Collected data:
━━━━━━━━━━━━━━━━━━━━━━━━━━━━━━

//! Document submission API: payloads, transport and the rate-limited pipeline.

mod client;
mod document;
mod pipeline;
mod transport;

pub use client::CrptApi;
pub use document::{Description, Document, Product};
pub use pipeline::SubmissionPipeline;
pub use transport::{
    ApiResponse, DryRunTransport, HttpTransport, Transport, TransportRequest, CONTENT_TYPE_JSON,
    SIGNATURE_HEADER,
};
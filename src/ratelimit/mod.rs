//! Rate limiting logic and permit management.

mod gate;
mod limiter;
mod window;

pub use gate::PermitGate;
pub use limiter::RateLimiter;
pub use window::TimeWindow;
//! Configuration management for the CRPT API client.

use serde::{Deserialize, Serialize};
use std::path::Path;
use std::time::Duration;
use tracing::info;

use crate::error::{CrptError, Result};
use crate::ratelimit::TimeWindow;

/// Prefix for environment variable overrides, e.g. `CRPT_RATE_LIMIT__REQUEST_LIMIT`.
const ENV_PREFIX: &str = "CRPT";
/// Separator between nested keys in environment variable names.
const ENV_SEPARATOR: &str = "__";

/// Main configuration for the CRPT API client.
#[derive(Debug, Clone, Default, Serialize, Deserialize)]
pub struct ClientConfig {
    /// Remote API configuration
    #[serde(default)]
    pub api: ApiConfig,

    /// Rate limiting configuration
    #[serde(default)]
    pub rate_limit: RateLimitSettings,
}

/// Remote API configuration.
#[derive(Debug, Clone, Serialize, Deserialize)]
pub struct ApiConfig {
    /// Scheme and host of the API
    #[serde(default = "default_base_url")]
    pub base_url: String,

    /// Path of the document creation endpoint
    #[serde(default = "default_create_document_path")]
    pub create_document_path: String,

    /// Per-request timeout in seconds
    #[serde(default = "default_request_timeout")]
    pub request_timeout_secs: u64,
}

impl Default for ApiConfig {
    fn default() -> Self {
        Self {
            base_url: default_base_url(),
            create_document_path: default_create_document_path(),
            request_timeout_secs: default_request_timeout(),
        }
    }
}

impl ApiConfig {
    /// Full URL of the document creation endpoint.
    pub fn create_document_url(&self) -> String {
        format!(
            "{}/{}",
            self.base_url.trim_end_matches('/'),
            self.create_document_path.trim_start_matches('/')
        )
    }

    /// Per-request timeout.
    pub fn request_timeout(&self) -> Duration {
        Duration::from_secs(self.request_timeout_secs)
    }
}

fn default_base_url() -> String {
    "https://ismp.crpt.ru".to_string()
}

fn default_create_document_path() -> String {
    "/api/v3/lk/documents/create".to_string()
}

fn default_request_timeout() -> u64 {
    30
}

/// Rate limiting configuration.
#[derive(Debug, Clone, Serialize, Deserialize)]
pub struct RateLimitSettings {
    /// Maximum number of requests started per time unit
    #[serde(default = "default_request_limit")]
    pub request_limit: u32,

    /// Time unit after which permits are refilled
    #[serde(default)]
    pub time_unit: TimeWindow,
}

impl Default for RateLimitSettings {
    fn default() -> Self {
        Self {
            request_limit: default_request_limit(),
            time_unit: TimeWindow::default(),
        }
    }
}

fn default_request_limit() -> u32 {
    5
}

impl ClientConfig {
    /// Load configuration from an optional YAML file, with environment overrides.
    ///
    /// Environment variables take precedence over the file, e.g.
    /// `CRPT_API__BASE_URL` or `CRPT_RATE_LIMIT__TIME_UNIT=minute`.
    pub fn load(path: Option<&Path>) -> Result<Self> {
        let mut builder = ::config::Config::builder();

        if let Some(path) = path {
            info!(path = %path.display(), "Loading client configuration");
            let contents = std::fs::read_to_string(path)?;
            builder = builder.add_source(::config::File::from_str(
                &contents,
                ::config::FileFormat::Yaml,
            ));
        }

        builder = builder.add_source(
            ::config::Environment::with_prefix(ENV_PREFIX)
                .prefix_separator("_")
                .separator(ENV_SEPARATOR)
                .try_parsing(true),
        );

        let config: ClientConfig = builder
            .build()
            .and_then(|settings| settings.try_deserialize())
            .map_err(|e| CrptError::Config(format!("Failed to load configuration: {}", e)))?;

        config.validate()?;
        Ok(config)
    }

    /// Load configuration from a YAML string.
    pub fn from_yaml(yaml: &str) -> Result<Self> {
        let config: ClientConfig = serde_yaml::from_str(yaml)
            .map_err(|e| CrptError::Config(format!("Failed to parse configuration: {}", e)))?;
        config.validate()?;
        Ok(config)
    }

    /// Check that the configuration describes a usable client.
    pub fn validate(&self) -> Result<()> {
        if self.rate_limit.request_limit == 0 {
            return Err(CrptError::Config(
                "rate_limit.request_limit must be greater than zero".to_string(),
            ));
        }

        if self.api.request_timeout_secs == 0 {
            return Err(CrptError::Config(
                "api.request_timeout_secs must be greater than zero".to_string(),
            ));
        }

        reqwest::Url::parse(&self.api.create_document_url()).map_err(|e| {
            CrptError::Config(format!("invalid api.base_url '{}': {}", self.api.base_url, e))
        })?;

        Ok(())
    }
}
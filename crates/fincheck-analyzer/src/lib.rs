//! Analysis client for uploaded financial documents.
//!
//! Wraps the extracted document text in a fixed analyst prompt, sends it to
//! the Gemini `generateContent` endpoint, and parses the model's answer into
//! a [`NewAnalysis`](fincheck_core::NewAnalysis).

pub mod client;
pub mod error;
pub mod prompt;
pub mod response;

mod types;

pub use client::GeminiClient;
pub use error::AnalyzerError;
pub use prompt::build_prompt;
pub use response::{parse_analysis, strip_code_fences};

━━━━━━━━━━━━━━━━━━━━━━━━━━━━━━

### What to do
Line by line, the data should be returned exactly as written.

### Solution to this exercise
//! Document submission API: payloads, transport and the rate-limited pipeline.

mod client;
mod document;
mod pipeline;
mod transport;

pub use client::CrptApi;
pub use document::{Description, Document, Product};
pub use pipeline::SubmissionPipeline;
pub use transport::{
    ApiResponse, DryRunTransport, HttpTransport, Transport, TransportRequest, CONTENT_TYPE_JSON,
    SIGNATURE_HEADER,
};
filename src/ratelimit/mod.rs
//! Rate limiting logic and permit management.

mod gate;
mod limiter;
mod window;

pub use gate::PermitGate;
pub use limiter::RateLimiter;
pub use window::TimeWindow;
//! Configuration management for the CRPT API client.

use serde::{Deserialize, Serialize};
use std::path::Path;
use std::time::Duration;
use tracing::info;

use crate::error::{CrptError, Result};
use crate::ratelimit::TimeWindow;

/// Prefix for environment variable overrides, e.g. `CRPT_RATE_LIMIT__REQUEST_LIMIT`.
const ENV_PREFIX: &str = "CRPT";
/// Separator between nested keys in environment variable names.
const ENV_SEPARATOR: &str = "__";

/// Main configuration for the CRPT API client.
#[derive(Debug, Clone, Default, Serialize, Deserialize)]
pub struct ClientConfig {
    /// Remote API configuration
    #[serde(default)]
    pub api: ApiConfig,

    /// Rate limiting configuration
    #[serde(default)]
    pub rate_limit: RateLimitSettings,
}

/// Remote API configuration.
#[derive(Debug, Clone, Serialize, Deserialize)]
pub struct ApiConfig {
    /// Scheme and host of the API
    #[serde(default = "default_base_url")]
    pub base_url: String,

    /// Path of the document creation endpoint
    #[serde(default = "default_create_document_path")]
    pub create_document_path: String,

    /// Per-request timeout in seconds
    #[serde(default = "default_request_timeout")]
    pub request_timeout_secs: u64,
}

impl Default for ApiConfig {
    fn default() -> Self {
        Self {
            base_url: default_base_url(),
            create_document_path: default_create_document_path(),
            request_timeout_secs: default_request_timeout(),
        }
    }
}

impl ApiConfig {
    /// Full URL of the document creation endpoint.
    pub fn create_document_url(&self) -> String {
        format!(
            "{}/{}",
            self.base_url.trim_end_matches('/'),
            self.create_document_path.trim_start_matches('/')
        )
    }

    /// Per-request timeout.
    pub fn request_timeout(&self) -> Duration {
        Duration::from_secs(self.request_timeout_secs)
    }
}

fn default_base_url() -> String {
    "https://ismp.crpt.ru".to_string()
}

fn default_create_document_path() -> String {
    "/api/v3/lk/documents/create".to_string()
}

fn default_request_timeout() -> u64 {
    30
}

/// Rate limiting configuration.
#[derive(Debug, Clone, Serialize, Deserialize)]
pub struct RateLimitSettings {
    /// Maximum number of requests started per time unit
    #[serde(default = "default_request_limit")]
    pub request_limit: u32,

    /// Time unit after which permits are refilled
    #[serde(default)]
    pub time_unit: TimeWindow,
}

impl Default for RateLimitSettings {
    fn default() -> Self {
        Self {
            request_limit: default_request_limit(),
            time_unit: TimeWindow::default(),
        }
    }
}

fn default_request_limit() -> u32 {
    5
}

impl ClientConfig {
    /// Load configuration from an optional YAML file, with environment overrides.
    ///
    /// Environment variables take precedence over the file, e.g.
    /// `CRPT_API__BASE_URL` or `CRPT_RATE_LIMIT__TIME_UNIT=minute`.
    pub fn load(path: Option<&Path>) -> Result<Self> {
        let mut builder = ::config::Config::builder();

        if let Some(path) = path {
            info!(path = %path.display(), "Loading client configuration");
            let contents = std::fs::read_to_string(path)?;
            builder = builder.add_source(::config::File::from_str(
                &contents,
                ::config::FileFormat::Yaml,
            ));
        }

        builder = builder.add_source(
            ::config::Environment::with_prefix(ENV_PREFIX)
                .prefix_separator("_")
                .separator(ENV_SEPARATOR)
                .try_parsing(true),
        );

        let config: ClientConfig = builder
            .build()
            .and_then(|settings| settings.try_deserialize())
            .map_err(|e| CrptError::Config(format!("Failed to load configuration: {}", e)))?;

        config.validate()?;
        Ok(config)
    }

    /// Load configuration from a YAML string.
    pub fn from_yaml(yaml: &str) -> Result<Self> {
        let config: ClientConfig = serde_yaml::from_str(yaml)
            .map_err(|e| CrptError::Config(format!("Failed to parse configuration: {}", e)))?;
        config.validate()?;
        Ok(config)
    }

    /// Check that the configuration describes a usable client.
    pub fn validate(&self) -> Result<()> {
        if self.rate_limit.request_limit == 0 {
            return Err(CrptError::Config(
                "rate_limit.request_limit must be greater than zero".to_string(),
            ));
        }

        if self.api.request_timeout_secs == 0 {
            return Err(CrptError::Config(
                "api.request_timeout_secs must be greater than zero".to_string(),
            ));
        }

        reqwest::Url::parse(&self.api.create_document_url()).map_err(|e| {
            CrptError::Config(format!("invalid api.base_url '{}': {}", self.api.base_url, e))
        })?;

        Ok(())
    }
}
filename crates/fincheck-analyzer/src/lib.rs
//! Analysis client for uploaded financial documents.
//!
//! Wraps the extracted document text in a fixed analyst prompt, sends it to
//! the Gemini `generateContent` endpoint, and parses the model's answer into
//! a [`NewAnalysis`](fincheck_core::NewAnalysis).

pub mod client;
pub mod error;
pub mod prompt;
pub mod response;

mod types;

pub use client::GeminiClient;
pub use error::AnalyzerError;
pub use prompt::build_prompt;
pub use response::{parse_analysis, strip_code_fences};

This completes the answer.